Start of DATA TO EXAMINE

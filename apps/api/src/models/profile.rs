use chrono::{DateTime, Utc};
use serde::{Deserialize, Serialize};
use uuid::Uuid;

/// How a profile came to exist. Heuristic profiles are built from surface
/// statistics when AI analysis fails and score lower on confidence.
#[derive(Debug, Clone, Copy, PartialEq, Eq, Default, Serialize, Deserialize)]
#[serde(rename_all = "snake_case")]
pub enum ProfileSource {
    #[default]
    Analyzed,
    Heuristic,
}

#[derive(Debug, Clone, Serialize, Deserialize)]
pub struct Personality {
    pub dominant_tones: Vec<String>,
    pub emotional_range: String,
    pub humor_style: String,
    /// 0.0..=1.0, how assertive the writing reads.
    pub confidence_level: f32,
    pub traits: Vec<String>,
}

#[derive(Debug, Clone, Serialize, Deserialize)]
pub struct StructuralStats {
    /// Mean post length in characters.
    pub avg_length: f32,
    /// Fraction of samples that look like thread parts (0.0..=1.0).
    pub thread_frequency: f32,
    pub preferred_structure: String,
}

#[derive(Debug, Clone, Serialize, Deserialize)]
pub struct LanguageStyle {
    pub vocabulary_level: String,
    pub sentence_complexity: String,
    pub punctuation_style: String,
    /// Coarse flag: "high" when fallback measures >30% emoji-bearing posts.
    pub emoji_usage: String,
    /// Fraction of samples containing at least one emoji.
    pub emoji_rate: f32,
    pub casualness: String,
}

#[derive(Debug, Clone, Serialize, Deserialize)]
pub struct ContentThemes {
    pub main_topics: Vec<String>,
    pub expertise_areas: Vec<String>,
    pub personal_disclosure: String,
}

#[derive(Debug, Clone, Serialize, Deserialize)]
pub struct EngagementStyle {
    pub uses_questions: bool,
    /// Fraction of samples containing a question mark.
    pub question_frequency: f32,
    pub cta_style: String,
    pub storytelling: String,
}

#[derive(Debug, Clone, Serialize, Deserialize)]
pub struct SignatureFragments {
    pub opening_patterns: Vec<String>,
    pub closing_patterns: Vec<String>,
    pub transition_phrases: Vec<String>,
    pub unique_expressions: Vec<String>,
}

/// The structured voice fingerprint produced by analysis. All six groups are
/// required; a payload missing any group fails deserialization outright, which
/// is what routes malformed model output into the heuristic fallback.
#[derive(Debug, Clone, Serialize, Deserialize)]
pub struct VoiceProfile {
    pub personality: Personality,
    pub structure: StructuralStats,
    pub language: LanguageStyle,
    pub themes: ContentThemes,
    pub engagement: EngagementStyle,
    pub signature: SignatureFragments,
    /// Absent from model output; defaults to `Analyzed` and is overwritten by
    /// the builder when the fallback path runs.
    #[serde(default)]
    pub source: ProfileSource,
}

impl VoiceProfile {
    /// Checks the load-bearing field of each group. Deserialization already
    /// guarantees the groups exist; this catches payloads that parse but
    /// carry empty shells.
    pub fn is_structurally_complete(&self) -> bool {
        !self.personality.dominant_tones.is_empty()
            && self.structure.avg_length > 0.0
            && !self.language.vocabulary_level.is_empty()
            && !self.themes.main_topics.is_empty()
            && !self.engagement.cta_style.is_empty()
            && !self.signature.opening_patterns.is_empty()
    }
}

/// A stored profile row. `profile` round-trips through a JSONB column.
#[derive(Debug, Clone, Serialize)]
pub struct ProfileRecord {
    pub id: Uuid,
    pub owner_id: Uuid,
    pub subject_handle: String,
    pub profile: VoiceProfile,
    pub confidence_score: i32,
    pub sample_count: i32,
    pub last_analyzed_at: Option<DateTime<Utc>>,
    pub created_at: DateTime<Utc>,
    pub updated_at: DateTime<Utc>,
}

End of DATA TO EXAMINE

WHAT YOU HAVE TO DO: Read through the entries and copy each line in which "that" appears.

EXERCISE RESULT:
    /// Fraction of samples that look like thread parts (0.0..=1.0).
    /// guarantees the groups exist; this catches payloads that parse but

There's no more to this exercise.